▶ [EXERCISE OBJECTIVE]: Copy each line below that includes "what".

[[ DATA SHOWN open ]]

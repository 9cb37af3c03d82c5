use std::path::Path;

use tracing::{debug, info, warn};

use crate::config::Config;
use crate::docker::{ContainerCommand, ContainerResult, DockerExecutor, Executor};
use crate::error::{OrchestratorError, Result};

use super::commands::{build_and_publish_command, pull_command, run_script_command};
use super::types::{ImageReference, PlatformHint};

/// Translates build, pull and run requests into container runtime
/// invocations.
///
/// Holds only immutable configuration and the executor; every call is an
/// independent, blocking invocation.
pub struct ContainerOrchestrator<E = DockerExecutor> {
    config: Config,
    executor: E,
}

impl ContainerOrchestrator<DockerExecutor> {
    /// Orchestrator backed by the runtime binary named in `config`.
    pub fn from_config(config: Config) -> Self {
        let executor = DockerExecutor::new(config.docker_binary.clone());
        Self::new(config, executor)
    }
}

impl<E: Executor> ContainerOrchestrator<E> {
    pub fn new(config: Config, executor: E) -> Self {
        Self { config, executor }
    }

    pub fn config(&self) -> &Config {
        &self.config
    }

    pub fn executor(&self) -> &E {
        &self.executor
    }

    /// Build the image for every configured platform and push it.
    pub fn build_and_publish(&self) -> Result<ContainerResult> {
        let cmd = self.plan_build_and_publish()?;
        info!(
            image = %self.config.image,
            platforms = %self.config.build_platforms.join(","),
            "Building and pushing image"
        );
        let result = self.invoke(&cmd)?;
        info!(image = %self.config.image, "Image published");
        Ok(result)
    }

    /// Pull `image` for the host's default platform.
    pub fn pull_image(&self, image: &str) -> Result<ContainerResult> {
        let image = ImageReference::parse(image)?;
        self.pull(&image, None)
    }

    /// Make `image` available locally, pinned to the architecture the hint
    /// selects. Without a hint this is a plain [`pull_image`](Self::pull_image).
    pub fn prepare_platform(
        &self,
        image: &str,
        hint: Option<PlatformHint>,
    ) -> Result<ContainerResult> {
        let image = ImageReference::parse(image)?;
        let result = self.pull(&image, hint)?;
        info!(image = %image, "Docker environment ready");
        Ok(result)
    }

    /// Run the host script inside an ephemeral container with the dataset
    /// mounted at `/data`. Paths are not checked for existence; the runtime
    /// reports missing ones.
    pub fn run_script(
        &self,
        image: &str,
        script_path: &Path,
        data_dir: &Path,
        hint: Option<PlatformHint>,
    ) -> Result<ContainerResult> {
        self.run_script_with_log(image, script_path, data_dir, hint, None)
    }

    /// [`run_script`](Self::run_script), additionally writing the captured
    /// container output to `log_path`.
    pub fn run_script_with_log(
        &self,
        image: &str,
        script_path: &Path,
        data_dir: &Path,
        hint: Option<PlatformHint>,
        log_path: Option<&Path>,
    ) -> Result<ContainerResult> {
        let mut cmd = self.plan_run_script(image, script_path, data_dir, hint)?;
        if let Some(path) = log_path {
            cmd = cmd.with_log_path(path);
        }
        info!(script = %script_path.display(), data = %data_dir.display(), "Running container with script");
        let result = self.invoke(&cmd)?;
        info!(script = %script_path.display(), "Script executed successfully inside container");
        Ok(result)
    }

    /// Validate inputs and return the `docker run` invocation without
    /// executing it.
    pub fn plan_run_script(
        &self,
        image: &str,
        script_path: &Path,
        data_dir: &Path,
        hint: Option<PlatformHint>,
    ) -> Result<ContainerCommand> {
        let image = ImageReference::parse(image)?;
        require_path("script path", script_path)?;
        require_path("data directory", data_dir)?;
        Ok(run_script_command(&image, script_path, data_dir, hint))
    }

    /// Validate inputs and return the `docker pull` invocation without
    /// executing it.
    pub fn plan_pull(&self, image: &str, hint: Option<PlatformHint>) -> Result<ContainerCommand> {
        let image = ImageReference::parse(image)?;
        Ok(pull_command(&image, hint))
    }

    /// Validate the configured build identifiers and return the
    /// `docker buildx build` invocation without executing it.
    pub fn plan_build_and_publish(&self) -> Result<ContainerCommand> {
        let cfg = &self.config;
        let image = ImageReference::parse(&cfg.image)?;
        if cfg.build_platforms.iter().all(|p| p.trim().is_empty()) {
            return Err(OrchestratorError::InvalidInput(
                "at least one build platform is required".into(),
            ));
        }
        if cfg.build_platforms.iter().any(|p| p.trim().is_empty()) {
            return Err(OrchestratorError::InvalidInput(
                "build platforms contain a blank entry".into(),
            ));
        }
        require_path("dockerfile", Path::new(&cfg.dockerfile))?;
        require_path("build context", Path::new(&cfg.build_context))?;
        Ok(build_and_publish_command(cfg, &image))
    }

    fn pull(&self, image: &ImageReference, hint: Option<PlatformHint>) -> Result<ContainerResult> {
        match hint {
            Some(h) => info!(image = %image, platform = h.emulation_platform(), "Pulling Docker image"),
            None => info!(image = %image, "Pulling Docker image"),
        }
        let result = self.invoke(&pull_command(image, hint))?;
        info!(image = %image, "Docker image pulled successfully");
        Ok(result)
    }

    fn invoke(&self, cmd: &ContainerCommand) -> Result<ContainerResult> {
        debug!(command = %cmd.command_line(self.executor.program()), "invoking");
        let result = self.executor.execute(cmd)?;
        if result.success() {
            return Ok(result);
        }

        let err = OrchestratorError::InvocationFailure {
            operation: cmd.operation,
            exit_code: result.exit_code,
            cancelled: result.cancelled,
            detail: result.failure_detail(),
        };
        warn!(error = %err, "invocation failed");
        Err(err)
    }
}

fn require_path(what: &str, path: &Path) -> Result<()> {
    if path.as_os_str().is_empty() {
        return Err(OrchestratorError::InvalidInput(format!(
            "{what} must not be empty"
        )));
    }
    Ok(())
}

#[cfg(test)]
mod tests {
    use std::cell::RefCell;
    use std::collections::VecDeque;

    use super::*;

    /// Records every command and replays scripted exit codes (default 0).
    #[derive(Default)]
    struct RecordingExecutor {
        calls: RefCell<Vec<ContainerCommand>>,
        exit_codes: RefCell<VecDeque<Option<i32>>>,
    }

    impl RecordingExecutor {
        fn failing_with(code: i32) -> Self {
            let exec = Self::default();
            exec.exit_codes.borrow_mut().push_back(Some(code));
            exec
        }

        fn calls(&self) -> Vec<Vec<String>> {
            self.calls.borrow().iter().map(|c| c.args.clone()).collect()
        }
    }

    impl Executor for RecordingExecutor {
        fn program(&self) -> &str {
            "docker"
        }

        fn execute(&self, cmd: &ContainerCommand) -> Result<ContainerResult> {
            self.calls.borrow_mut().push(cmd.clone());
            let exit_code = self.exit_codes.borrow_mut().pop_front().unwrap_or(Some(0));
            Ok(ContainerResult {
                exit_code,
                stderr: if exit_code == Some(0) {
                    String::new()
                } else {
                    "Error response from daemon: pull access denied\n".into()
                },
                ..Default::default()
            })
        }
    }

    fn orchestrator(exec: RecordingExecutor) -> ContainerOrchestrator<RecordingExecutor> {
        ContainerOrchestrator::new(Config::default(), exec)
    }

    #[test]
    fn empty_image_fails_before_any_invocation() {
        let orch = orchestrator(RecordingExecutor::default());
        let err = orch.pull_image("").unwrap_err();
        assert!(matches!(err, OrchestratorError::InvalidInput(_)));

        let err = orch
            .run_script("", Path::new("/s.sh"), Path::new("/d"), None)
            .unwrap_err();
        assert!(matches!(err, OrchestratorError::InvalidInput(_)));
        assert!(orch.executor().calls().is_empty());
    }

    #[test]
    fn empty_paths_fail_before_any_invocation() {
        let orch = orchestrator(RecordingExecutor::default());
        let err = orch
            .run_script("img", Path::new(""), Path::new("/d"), None)
            .unwrap_err();
        assert!(err.to_string().contains("script path"));
        let err = orch
            .run_script("img", Path::new("/s.sh"), Path::new(""), None)
            .unwrap_err();
        assert!(err.to_string().contains("data directory"));
        assert!(orch.executor().calls().is_empty());
    }

    #[test]
    fn failed_pull_reports_invocation_failure() {
        let orch = orchestrator(RecordingExecutor::failing_with(2));
        let err = orch.pull_image("calvinwhow/freesurfer:latest").unwrap_err();
        match &err {
            OrchestratorError::InvocationFailure {
                operation,
                exit_code,
                cancelled,
                detail,
            } => {
                assert_eq!(*operation, "docker pull");
                assert_eq!(*exit_code, Some(2));
                assert!(!cancelled);
                assert!(detail.contains("pull access denied"));
            }
            other => panic!("expected InvocationFailure, got: {other:?}"),
        }
        assert_eq!(orch.executor().calls().len(), 1);
    }

    #[test]
    fn prepare_platform_dispatches_on_hint() {
        let orch = orchestrator(RecordingExecutor::default());
        orch.prepare_platform("img:1", Some(PlatformHint::Mac)).unwrap();
        orch.prepare_platform("img:1", Some(PlatformHint::Windows)).unwrap();
        orch.prepare_platform("img:1", None).unwrap();

        let calls = orch.executor().calls();
        assert_eq!(calls[0], vec!["pull", "--platform", "linux/arm64", "img:1"]);
        assert_eq!(calls[1], vec!["pull", "--platform", "linux/amd64", "img:1"]);
        assert_eq!(calls[2], vec!["pull", "img:1"]);
    }

    #[test]
    fn prepare_platform_propagates_pull_failure() {
        let orch = orchestrator(RecordingExecutor::failing_with(1));
        let err = orch
            .prepare_platform("img:1", Some(PlatformHint::Windows))
            .unwrap_err();
        assert_eq!(err.exit_code(), Some(1));
    }

    #[test]
    fn repeated_runs_are_independent_invocations() {
        let orch = orchestrator(RecordingExecutor::default());
        for _ in 0..2 {
            orch.run_script(
                "calvinwhow/freesurfer:latest",
                Path::new("/home/user/run.sh"),
                Path::new("/home/user/data"),
                None,
            )
            .unwrap();
        }
        let calls = orch.executor().calls();
        assert_eq!(calls.len(), 2);
        assert_eq!(calls[0], calls[1]);
        assert!(calls[0].contains(&"/home/user/data:/data".into()));
        assert!(calls[0].contains(&"/home/user/run.sh:/scripts/run_reconall.sh".into()));
    }

    #[test]
    fn failed_run_carries_operation_name() {
        let orch = orchestrator(RecordingExecutor::failing_with(137));
        let err = orch
            .run_script("img", Path::new("/s.sh"), Path::new("/d"), Some(PlatformHint::Mac))
            .unwrap_err();
        assert!(err.to_string().starts_with("docker run failed (exit status 137)"));
    }

    #[test]
    fn build_failure_is_returned_to_caller() {
        let orch = orchestrator(RecordingExecutor::failing_with(1));
        let err = orch.build_and_publish().unwrap_err();
        assert!(err.to_string().starts_with("docker buildx build failed"));
        assert_eq!(&orch.executor().calls()[0][..2], ["buildx", "build"]);
    }

    #[test]
    fn blank_build_identifiers_fail_before_any_invocation() {
        let cases = [
            Config {
                image: String::new(),
                ..Config::default()
            },
            Config {
                build_platforms: Vec::new(),
                ..Config::default()
            },
            Config {
                build_platforms: vec!["linux/amd64".into(), " ".into()],
                ..Config::default()
            },
            Config {
                dockerfile: String::new(),
                ..Config::default()
            },
            Config {
                build_context: String::new(),
                ..Config::default()
            },
        ];
        for cfg in cases {
            let orch = ContainerOrchestrator::new(cfg, RecordingExecutor::default());
            let err = orch.build_and_publish().unwrap_err();
            assert!(matches!(err, OrchestratorError::InvalidInput(_)), "{err}");
            assert!(orch.executor().calls().is_empty());
        }
    }

    #[test]
    fn planning_does_not_execute() {
        let orch = orchestrator(RecordingExecutor::default());
        let cmd = orch.plan_pull("img", Some(PlatformHint::Mac)).unwrap();
        assert_eq!(cmd.command_line("docker"), "docker pull --platform linux/arm64 img");
        orch.plan_build_and_publish().unwrap();
        assert!(orch.executor().calls().is_empty());
    }
}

[[ DATA SHOWN closed ]]

▶ [TASK SOLUTION]:
fn require_path(what: &str, path: &Path) -> Result<()> {
            "{what} must not be empty"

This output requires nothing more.